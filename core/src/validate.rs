//! Form-field validators.
//!
//! Both checks are deliberately permissive: `validate_email` accepts anything
//! shaped like `local@domain.tld` with no whitespace and a single `@`, and
//! does not reject consecutive dots or other RFC violations.

use crate::error::ValidationError;
use crate::types::{NewStudent, UpdateStudent};

pub const GPA_MIN: f64 = 0.0;
pub const GPA_MAX: f64 = 10.0;

/// True iff `email` matches `^[^\s@]+@[^\s@]+\.[^\s@]+$`.
pub fn validate_email(email: &str) -> bool {
    if email.chars().any(is_regex_space) {
        return false;
    }
    let Some((local, domain)) = email.split_once('@') else {
        return false;
    };
    if local.is_empty() || domain.contains('@') {
        return false;
    }
    // Some dot must have a non-empty run on both sides.
    domain
        .char_indices()
        .any(|(i, c)| c == '.' && i > 0 && i + 1 < domain.len())
}

/// The `\s` class of ECMAScript regular expressions: the JS WhiteSpace and
/// LineTerminator sets. Differs from `char::is_whitespace` on U+FEFF (space
/// here) and U+0085 (not a space here).
fn is_regex_space(c: char) -> bool {
    matches!(
        c,
        '\u{0009}'..='\u{000D}'
            | '\u{0020}'
            | '\u{00A0}'
            | '\u{1680}'
            | '\u{2000}'..='\u{200A}'
            | '\u{2028}'
            | '\u{2029}'
            | '\u{202F}'
            | '\u{205F}'
            | '\u{3000}'
            | '\u{FEFF}'
    )
}

/// True iff `GPA_MIN <= gpa <= GPA_MAX`. NaN is never valid.
pub fn validate_gpa(gpa: f64) -> bool {
    (GPA_MIN..=GPA_MAX).contains(&gpa)
}

impl NewStudent {
    pub fn validate(&self) -> Result<(), ValidationError> {
        check_email(&self.email)?;
        check_gpa(self.gpa)
    }
}

impl UpdateStudent {
    /// Only fields present in the update are checked.
    pub fn validate(&self) -> Result<(), ValidationError> {
        if let Some(email) = &self.email {
            check_email(email)?;
        }
        if let Some(gpa) = self.gpa {
            check_gpa(gpa)?;
        }
        Ok(())
    }
}

fn check_email(email: &str) -> Result<(), ValidationError> {
    if validate_email(email) {
        Ok(())
    } else {
        Err(ValidationError::InvalidEmail(email.to_string()))
    }
}

fn check_gpa(gpa: f64) -> Result<(), ValidationError> {
    if validate_gpa(gpa) {
        Ok(())
    } else {
        Err(ValidationError::GpaOutOfRange(gpa))
    }
}

#[cfg(test)]
mod tests {
    use super::*;

    #[test]
    fn accepts_plain_addresses() {
        assert!(validate_email("a@b.com"));
        assert!(validate_email("jane.doe@uni.example.edu"));
        assert!(validate_email("x@y.z"));
    }

    #[test]
    fn rejects_missing_parts() {
        assert!(!validate_email("a@b"));
        assert!(!validate_email("a.b.com"));
        assert!(!validate_email("@b.com"));
        assert!(!validate_email("a@.com"));
        assert!(!validate_email("a@b."));
        assert!(!validate_email(""));
    }

    #[test]
    fn rejects_whitespace_and_extra_at() {
        assert!(!validate_email("a b@c.com"));
        assert!(!validate_email("a@b.com "));
        assert!(!validate_email("a@b@c.com"));
    }

    #[test]
    fn whitespace_follows_regex_space_class() {
        assert!(!validate_email("a\u{FEFF}@b.com"));
        assert!(!validate_email("a@b\u{00A0}.com"));
        assert!(!validate_email("a@b.com\u{2028}"));
        assert!(validate_email("a\u{0085}@b.com"));
    }

    #[test]
    fn permissive_about_dots() {
        assert!(validate_email("a@b..com"));
        assert!(validate_email("a@.b.com"));
    }

    #[test]
    fn gpa_bounds_are_inclusive() {
        assert!(validate_gpa(0.0));
        assert!(validate_gpa(10.0));
        assert!(validate_gpa(7.25));
        assert!(!validate_gpa(-0.01));
        assert!(!validate_gpa(10.01));
        assert!(!validate_gpa(f64::NAN));
    }

    fn new_student(email: &str, gpa: f64) -> NewStudent {
        NewStudent {
            id: None,
            name: "Asha".to_string(),
            age: 20,
            course: "Physics".to_string(),
            email: email.to_string(),
            gpa,
            marks: 0,
        }
    }

    #[test]
    fn new_student_validation() {
        assert!(new_student("asha@uni.edu", 9.1).validate().is_ok());
        assert_eq!(
            new_student("asha", 9.1).validate(),
            Err(ValidationError::InvalidEmail("asha".to_string()))
        );
        assert_eq!(
            new_student("asha@uni.edu", 11.0).validate(),
            Err(ValidationError::GpaOutOfRange(11.0))
        );
    }

    #[test]
    fn update_validation_skips_absent_fields() {
        assert!(UpdateStudent::default().validate().is_ok());
        let update = UpdateStudent {
            gpa: Some(-1.0),
            ..UpdateStudent::default()
        };
        assert_eq!(update.validate(), Err(ValidationError::GpaOutOfRange(-1.0)));
    }
}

****************************************

• _Exercise details_
Retrieve every line above holding the word "contains".

• _Response to this task_
    if local.is_empty() || domain.contains('@') {
    (GPA_MIN..=GPA_MAX).contains(&gpa)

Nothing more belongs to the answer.